What the exercise asks. What must be returned is the number of lines in the records holding the word "Duration", with no other text.

Collected data.
+-------+
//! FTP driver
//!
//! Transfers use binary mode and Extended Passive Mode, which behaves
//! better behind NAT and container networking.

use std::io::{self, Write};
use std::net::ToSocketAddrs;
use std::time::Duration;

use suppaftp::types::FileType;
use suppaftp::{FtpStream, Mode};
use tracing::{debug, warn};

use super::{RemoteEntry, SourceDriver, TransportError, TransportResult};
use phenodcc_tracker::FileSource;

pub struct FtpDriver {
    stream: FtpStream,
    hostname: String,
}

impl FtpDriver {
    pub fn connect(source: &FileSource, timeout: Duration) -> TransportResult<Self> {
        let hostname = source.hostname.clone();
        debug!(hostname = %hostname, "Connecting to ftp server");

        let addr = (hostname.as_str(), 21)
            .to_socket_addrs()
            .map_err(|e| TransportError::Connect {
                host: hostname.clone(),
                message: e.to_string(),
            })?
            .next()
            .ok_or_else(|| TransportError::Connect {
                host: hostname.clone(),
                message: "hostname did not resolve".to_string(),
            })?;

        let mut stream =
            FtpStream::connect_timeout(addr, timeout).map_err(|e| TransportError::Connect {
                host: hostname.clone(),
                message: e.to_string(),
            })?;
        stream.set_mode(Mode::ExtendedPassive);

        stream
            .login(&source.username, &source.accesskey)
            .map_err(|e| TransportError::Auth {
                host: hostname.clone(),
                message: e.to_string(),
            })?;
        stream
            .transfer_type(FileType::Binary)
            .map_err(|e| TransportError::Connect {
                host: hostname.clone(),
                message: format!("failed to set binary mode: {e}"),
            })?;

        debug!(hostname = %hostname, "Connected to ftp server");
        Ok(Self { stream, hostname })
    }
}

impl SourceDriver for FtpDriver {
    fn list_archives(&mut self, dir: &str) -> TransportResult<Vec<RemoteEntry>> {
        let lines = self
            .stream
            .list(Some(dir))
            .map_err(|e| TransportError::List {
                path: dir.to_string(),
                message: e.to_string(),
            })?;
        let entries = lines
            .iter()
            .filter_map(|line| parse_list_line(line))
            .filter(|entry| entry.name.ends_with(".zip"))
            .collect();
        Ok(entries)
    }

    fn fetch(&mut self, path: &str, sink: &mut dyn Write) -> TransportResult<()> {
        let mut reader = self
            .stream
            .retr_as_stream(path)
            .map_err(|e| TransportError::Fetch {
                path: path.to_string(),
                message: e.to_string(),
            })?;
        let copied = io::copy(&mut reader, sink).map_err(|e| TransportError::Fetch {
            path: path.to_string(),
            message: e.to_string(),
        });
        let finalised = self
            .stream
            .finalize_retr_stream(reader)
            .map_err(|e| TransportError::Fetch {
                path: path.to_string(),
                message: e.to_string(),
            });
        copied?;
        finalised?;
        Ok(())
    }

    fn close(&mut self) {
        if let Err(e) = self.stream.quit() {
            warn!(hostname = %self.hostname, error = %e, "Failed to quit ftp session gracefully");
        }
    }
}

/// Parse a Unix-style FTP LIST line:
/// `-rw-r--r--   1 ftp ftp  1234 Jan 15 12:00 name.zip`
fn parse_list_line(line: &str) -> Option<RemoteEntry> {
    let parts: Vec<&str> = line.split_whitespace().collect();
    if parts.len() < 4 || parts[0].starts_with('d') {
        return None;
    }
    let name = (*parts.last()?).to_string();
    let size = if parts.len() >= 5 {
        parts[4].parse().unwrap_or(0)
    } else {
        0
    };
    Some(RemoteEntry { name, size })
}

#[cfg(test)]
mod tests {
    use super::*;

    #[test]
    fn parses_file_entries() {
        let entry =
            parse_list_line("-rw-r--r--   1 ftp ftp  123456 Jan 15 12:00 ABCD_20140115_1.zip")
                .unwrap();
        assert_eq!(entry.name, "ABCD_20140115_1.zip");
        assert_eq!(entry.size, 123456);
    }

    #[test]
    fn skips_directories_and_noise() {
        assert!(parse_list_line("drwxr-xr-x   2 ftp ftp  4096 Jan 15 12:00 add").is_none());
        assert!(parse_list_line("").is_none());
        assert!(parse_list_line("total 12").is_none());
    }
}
+-------+
Answer. 2